The rate of convergence of induction/polarization energy is also highly dependent on the magnitude of the molecular dipole, though requiring less dramatic distances even in the most extreme cases. London dispersion, nominally decaying as *r*^{−6} per dimer, can, nevertheless, require computing energies of dimers as far separated as 14 Å to reach convergence. By employing a continuum dispersion model, it is possible to use molecular polarizabilities to accurately estimate cutoff distances at which dispersion interactions become negligible in small organic crystals lacking formal charges.

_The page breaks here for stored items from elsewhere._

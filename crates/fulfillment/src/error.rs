//! Fulfillment error types.

use broker::BrokerError;
use domain::DomainError;
use order_store::StoreError;
use thiserror::Error;

/// Errors that can occur while fulfilling orders.
#[derive(Debug, Error)]
pub enum FulfillmentError {
    /// The payment gateway declined or could not process the charge.
    #[error("Payment failed: {0}")]
    Payment(String),

    /// Order store error.
    #[error("Order store error: {0}")]
    Store(#[from] StoreError),

    /// Broker error.
    #[error("Broker error: {0}")]
    Broker(#[from] BrokerError),

    /// The message payload is not a fulfillment event.
    #[error("Undecodable message: {0}")]
    Decode(#[from] DomainError),

    /// The order's amounts cannot be charged.
    #[error("Invalid order amount: {0}")]
    Amount(DomainError),

    /// The delivery stream ended.
    #[error("Delivery stream closed")]
    StreamClosed,
}

/// Convenience type alias for fulfillment results.
pub type Result<T> = std::result::Result<T, FulfillmentError>;
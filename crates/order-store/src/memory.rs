use std::collections::BTreeMap;
use std::sync::Arc;

use async_trait::async_trait;
use chrono::{DateTime, Utc};
use common::{CustomerId, OrderId};
use domain::{
    Customer, NewCustomer, NewProcessingLog, Order, OrderDetails, OrderStatus, OrderWithCustomer,
    ProcessingLog, ProcessingStep,
};
use tokio::sync::RwLock;

use crate::report::{ReportLine, StatusCount, sort_counts};
use crate::store::OrderStore;
use crate::{Result, StoreError};

#[derive(Default)]
struct State {
    customers: BTreeMap<CustomerId, Customer>,
    orders: BTreeMap<OrderId, Order>,
    logs: Vec<ProcessingLog>,
    next_customer_id: i64,
    next_order_id: i64,
    next_log_id: i64,
    unavailable: bool,
    fail_on_create_order: bool,
    fail_next_append: Option<ProcessingStep>,
}

impl State {
    fn check_available(&self) -> Result<()> {
        if self.unavailable {
            return Err(StoreError::Database(sqlx::Error::PoolTimedOut));
        }
        Ok(())
    }
}

/// In-memory order store for tests and local runs.
///
/// Mirrors the PostgreSQL implementation, including email uniqueness and the
/// conditional status update, and adds switches for injecting failures.
#[derive(Clone, Default)]
pub struct InMemoryOrderStore {
    state: Arc<RwLock<State>>,
}

impl InMemoryOrderStore {
    pub fn new() -> Self {
        Self::default()
    }

    /// Makes every call fail as if the database were unreachable.
    pub async fn set_unavailable(&self, unavailable: bool) {
        self.state.write().await.unavailable = unavailable;
    }

    /// Makes `create_order` fail while set.
    pub async fn set_fail_on_create_order(&self, fail: bool) {
        self.state.write().await.fail_on_create_order = fail;
    }

    /// Fails the next audit append for `step`, once.
    pub async fn fail_next_log_append(&self, step: ProcessingStep) {
        self.state.write().await.fail_next_append = Some(step);
    }

    /// Overwrites an order's status without any transition check.
    pub async fn force_status(&self, order_id: OrderId, status: OrderStatus) -> Result<()> {
        let mut state = self.state.write().await;
        let order = state
            .orders
            .get_mut(&order_id)
            .ok_or(StoreError::OrderNotFound(order_id))?;
        order.status = status;
        order.updated_at = Utc::now();
        Ok(())
    }

    /// Backdates an order, for report window tests.
    pub async fn set_created_at(&self, order_id: OrderId, created_at: DateTime<Utc>) -> Result<()> {
        let mut state = self.state.write().await;
        let order = state
            .orders
            .get_mut(&order_id)
            .ok_or(StoreError::OrderNotFound(order_id))?;
        order.created_at = created_at;
        Ok(())
    }

    pub async fn order_count(&self) -> usize {
        self.state.read().await.orders.len()
    }

    pub async fn customer_count(&self) -> usize {
        self.state.read().await.customers.len()
    }
}

#[async_trait]
impl OrderStore for InMemoryOrderStore {
    async fn create_customer(&self, customer: NewCustomer) -> Result<Customer> {
        let mut state = self.state.write().await;
        state.check_available()?;

        if state.customers.values().any(|c| c.email == customer.email) {
            return Err(StoreError::DuplicateEmail(customer.email));
        }

        state.next_customer_id += 1;
        let now = Utc::now();
        let stored = Customer {
            id: CustomerId::new(state.next_customer_id),
            name: customer.name,
            email: customer.email,
            phone: customer.phone,
            created_at: now,
            updated_at: now,
        };
        state.customers.insert(stored.id, stored.clone());
        Ok(stored)
    }

    async fn find_customer_by_email(&self, email: &str) -> Result<Option<Customer>> {
        let state = self.state.read().await;
        state.check_available()?;
        Ok(state.customers.values().find(|c| c.email == email).cloned())
    }

    async fn create_order(&self, customer_id: CustomerId, details: OrderDetails) -> Result<Order> {
        let mut state = self.state.write().await;
        state.check_available()?;
        if state.fail_on_create_order {
            return Err(StoreError::Database(sqlx::Error::WorkerCrashed));
        }
        if !state.customers.contains_key(&customer_id) {
            return Err(StoreError::Database(sqlx::Error::RowNotFound));
        }

        state.next_order_id += 1;
        let now = Utc::now();
        let order = Order {
            id: OrderId::new(state.next_order_id),
            customer_id,
            status: OrderStatus::Pending,
            order_details: details,
            created_at: now,
            updated_at: now,
        };
        state.orders.insert(order.id, order.clone());
        Ok(order)
    }

    async fn find_order(&self, order_id: OrderId) -> Result<Option<Order>> {
        let state = self.state.read().await;
        state.check_available()?;
        Ok(state.orders.get(&order_id).cloned())
    }

    async fn find_order_with_customer(
        &self,
        order_id: OrderId,
    ) -> Result<Option<OrderWithCustomer>> {
        let state = self.state.read().await;
        state.check_available()?;
        Ok(state.orders.get(&order_id).map(|order| OrderWithCustomer {
            order: order.clone(),
            customer: state.customers.get(&order.customer_id).cloned(),
        }))
    }

    async fn update_order_status(&self, order_id: OrderId, status: OrderStatus) -> Result<bool> {
        let mut state = self.state.write().await;
        state.check_available()?;
        let order = state
            .orders
            .get_mut(&order_id)
            .ok_or(StoreError::OrderNotFound(order_id))?;

        if !order.status.can_transition_to(status) {
            return Ok(false);
        }
        order.status = status;
        order.updated_at = Utc::now();
        Ok(true)
    }

    async fn append_processing_log(&self, entry: NewProcessingLog) -> Result<ProcessingLog> {
        let mut state = self.state.write().await;
        state.check_available()?;
        if state.fail_next_append == Some(entry.step) {
            state.fail_next_append = None;
            return Err(StoreError::Database(sqlx::Error::PoolTimedOut));
        }
        if !state.orders.contains_key(&entry.order_id) {
            return Err(StoreError::OrderNotFound(entry.order_id));
        }

        state.next_log_id += 1;
        let log = ProcessingLog {
            id: state.next_log_id,
            order_id: entry.order_id,
            step: entry.step,
            status: entry.status,
            log_message: entry.log_message,
            created_at: Utc::now(),
        };
        state.logs.push(log.clone());
        Ok(log)
    }

    async fn processing_logs(&self, order_id: OrderId) -> Result<Vec<ProcessingLog>> {
        let state = self.state.read().await;
        state.check_available()?;
        Ok(state
            .logs
            .iter()
            .filter(|log| log.order_id == order_id)
            .cloned()
            .collect())
    }

    async fn status_counts(&self) -> Result<Vec<StatusCount>> {
        let state = self.state.read().await;
        state.check_available()?;
        let mut counts: Vec<StatusCount> = OrderStatus::ALL
            .into_iter()
            .map(|status| StatusCount {
                status,
                total_orders: state.orders.values().filter(|o| o.status == status).count() as i64,
            })
            .filter(|c| c.total_orders > 0)
            .collect();
        sort_counts(&mut counts);
        Ok(counts)
    }

    async fn recent_transitions(&self, since: DateTime<Utc>) -> Result<Vec<ReportLine>> {
        let state = self.state.read().await;
        state.check_available()?;
        let mut lines: Vec<ReportLine> = state
            .logs
            .iter()
            .filter_map(|log| {
                state
                    .orders
                    .get(&log.order_id)
                    .filter(|order| order.created_at >= since)
                    .map(|order| (order, log))
            })
            .flat_map(|(order, log)| ReportLine::expand(order, log))
            .collect();
        lines.sort_by(|a, b| {
            b.transition_time
                .cmp(&a.transition_time)
                .then(a.order_id.cmp(&b.order_id))
        });
        Ok(lines)
    }
}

In future work, we will investigate convergence rates of two- and three-body interactions at higher levels of theory. Additionally, we hope to further explore the usage of a range-dependent hierarchy of methods in CLE prediction to reduce computational expense.

## SUPPLEMENTARY MATERIAL

The supplementary material includes all of the requisite .cif files, geometries of the generated supercells, all dimers, and the corresponding computed SAPT0 interaction energy components and replica numbers. Figures for all X23 systems and ice corresponding to Fig. 2, as well as an experiment on the impact of anisotropy on the fit in Fig. 5, are contained in the supplementary material. The CrystaLattE program used for *N*-mer generation is available at https://github.com/carlosborca/CrystaLattE.

## ACKNOWLEDGMENTS

Derek P. Metcalf acknowledges support from the U.S. National Science Foundation Graduate Research Fellowship, Grant No. DGE-1650044. Andrew Smith acknowledges funding via the NSF REU program, Grant No. CHE-1852511. Additional financial support was provided by NSF Grant No. CHE-1955940. This research was supported, in part, by research cyberinfrastructure resources and services provided by the Partnership for an Advanced Computing Environment (PACE) at the Georgia Institute of Technology, and by the Georgia Tech Hive Cluster, funded by the NSF through Grant No. MRI-1828187.

## AUTHOR DECLARATIONS

### Conflict of Interest

The authors have no conflicts to disclose.

### Author Contributions

**Derek P. Metcalf**: Data curation (equal); Formal analysis (equal); Methodology (equal); Software (equal); Supervision (supporting); Writing – original draft (lead). **Andrew Smith**: Data curation (equal); Formal analysis (supporting); Investigation (lead). **Zachary L. Glick**: Methodology (equal); Software (equal). **C. David Sherrill**: Conceptualization (lead); Formal analysis (supporting); Funding acquisition (lead); Methodology (equal); Supervision (lead); Writing – review & editing (lead).

## DATA AVAILABILITY

The data that support the findings of this study are available within the article and its supplementary material.